● **Study material**
--- START ---

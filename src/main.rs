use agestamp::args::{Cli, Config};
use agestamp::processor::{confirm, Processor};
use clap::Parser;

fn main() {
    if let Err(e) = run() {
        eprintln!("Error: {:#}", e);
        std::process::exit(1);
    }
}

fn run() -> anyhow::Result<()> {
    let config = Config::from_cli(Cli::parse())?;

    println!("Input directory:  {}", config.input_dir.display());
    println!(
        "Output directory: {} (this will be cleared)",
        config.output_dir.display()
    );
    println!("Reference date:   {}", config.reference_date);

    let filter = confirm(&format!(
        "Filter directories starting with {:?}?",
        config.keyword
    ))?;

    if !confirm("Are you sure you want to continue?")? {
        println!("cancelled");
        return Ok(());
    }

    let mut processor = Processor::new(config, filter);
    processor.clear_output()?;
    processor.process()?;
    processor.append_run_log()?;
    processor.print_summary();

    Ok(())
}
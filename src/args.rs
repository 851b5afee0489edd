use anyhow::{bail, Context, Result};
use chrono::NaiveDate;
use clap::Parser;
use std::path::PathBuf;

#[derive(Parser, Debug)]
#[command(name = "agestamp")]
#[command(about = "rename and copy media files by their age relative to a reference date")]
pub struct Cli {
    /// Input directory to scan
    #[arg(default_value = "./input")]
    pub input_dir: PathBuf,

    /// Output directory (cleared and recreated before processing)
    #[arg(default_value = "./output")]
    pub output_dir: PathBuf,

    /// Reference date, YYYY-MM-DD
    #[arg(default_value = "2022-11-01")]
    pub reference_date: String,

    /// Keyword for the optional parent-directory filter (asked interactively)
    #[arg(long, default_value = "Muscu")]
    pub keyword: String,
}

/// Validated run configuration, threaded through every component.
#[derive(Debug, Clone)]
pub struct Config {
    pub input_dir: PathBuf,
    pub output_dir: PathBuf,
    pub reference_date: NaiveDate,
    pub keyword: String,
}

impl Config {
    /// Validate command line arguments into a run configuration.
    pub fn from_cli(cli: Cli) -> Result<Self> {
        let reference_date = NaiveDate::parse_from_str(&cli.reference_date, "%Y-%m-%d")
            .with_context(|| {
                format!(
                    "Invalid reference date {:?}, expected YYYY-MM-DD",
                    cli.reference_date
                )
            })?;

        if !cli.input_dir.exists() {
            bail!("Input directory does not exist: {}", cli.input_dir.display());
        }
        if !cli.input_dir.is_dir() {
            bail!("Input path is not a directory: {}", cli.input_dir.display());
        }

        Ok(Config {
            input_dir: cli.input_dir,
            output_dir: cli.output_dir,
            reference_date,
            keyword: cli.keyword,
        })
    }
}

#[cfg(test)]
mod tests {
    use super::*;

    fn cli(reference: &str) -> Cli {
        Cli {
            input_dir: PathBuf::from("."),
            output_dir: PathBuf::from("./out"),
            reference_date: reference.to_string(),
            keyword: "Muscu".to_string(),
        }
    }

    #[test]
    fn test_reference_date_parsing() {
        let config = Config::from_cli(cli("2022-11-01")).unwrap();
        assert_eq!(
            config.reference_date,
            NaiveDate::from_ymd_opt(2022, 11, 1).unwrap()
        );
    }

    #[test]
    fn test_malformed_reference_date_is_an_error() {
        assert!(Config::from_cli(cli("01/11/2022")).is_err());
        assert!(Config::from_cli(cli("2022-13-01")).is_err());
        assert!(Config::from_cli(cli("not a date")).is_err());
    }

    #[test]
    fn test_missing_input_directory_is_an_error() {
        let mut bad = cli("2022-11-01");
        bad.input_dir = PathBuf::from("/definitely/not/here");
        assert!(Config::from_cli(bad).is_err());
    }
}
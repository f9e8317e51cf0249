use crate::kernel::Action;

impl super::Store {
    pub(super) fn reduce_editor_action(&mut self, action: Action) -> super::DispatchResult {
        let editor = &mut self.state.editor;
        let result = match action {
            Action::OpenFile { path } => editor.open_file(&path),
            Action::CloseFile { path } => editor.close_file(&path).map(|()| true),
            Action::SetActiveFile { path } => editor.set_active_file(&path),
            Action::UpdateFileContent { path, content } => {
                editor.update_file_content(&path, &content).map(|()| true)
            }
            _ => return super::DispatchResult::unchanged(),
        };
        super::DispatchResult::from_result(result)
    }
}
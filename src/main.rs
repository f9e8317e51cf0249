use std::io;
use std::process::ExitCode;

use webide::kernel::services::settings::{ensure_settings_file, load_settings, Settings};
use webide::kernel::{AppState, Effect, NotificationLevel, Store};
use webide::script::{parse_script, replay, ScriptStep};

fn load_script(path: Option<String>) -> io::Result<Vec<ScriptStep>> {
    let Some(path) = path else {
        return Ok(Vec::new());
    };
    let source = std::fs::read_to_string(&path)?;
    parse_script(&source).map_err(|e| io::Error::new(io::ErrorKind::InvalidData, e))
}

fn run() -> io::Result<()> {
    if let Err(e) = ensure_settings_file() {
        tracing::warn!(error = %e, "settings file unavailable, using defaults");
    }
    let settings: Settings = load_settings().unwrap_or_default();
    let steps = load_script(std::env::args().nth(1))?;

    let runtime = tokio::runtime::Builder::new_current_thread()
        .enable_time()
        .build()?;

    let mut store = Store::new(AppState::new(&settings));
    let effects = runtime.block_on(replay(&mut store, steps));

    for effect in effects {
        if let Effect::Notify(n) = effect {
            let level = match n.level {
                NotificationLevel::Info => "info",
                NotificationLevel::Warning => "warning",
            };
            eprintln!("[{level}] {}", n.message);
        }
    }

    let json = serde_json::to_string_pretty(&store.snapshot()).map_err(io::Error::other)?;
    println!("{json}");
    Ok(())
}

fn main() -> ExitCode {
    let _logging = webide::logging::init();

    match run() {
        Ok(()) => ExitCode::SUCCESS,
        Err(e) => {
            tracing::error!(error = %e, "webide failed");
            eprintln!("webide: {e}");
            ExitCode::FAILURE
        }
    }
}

--- END ---

● **Description of the task**
Scan the data above; copy every line where "effects" appears.

● **Your solution**
    let effects = runtime.block_on(replay(&mut store, steps));
    for effect in effects {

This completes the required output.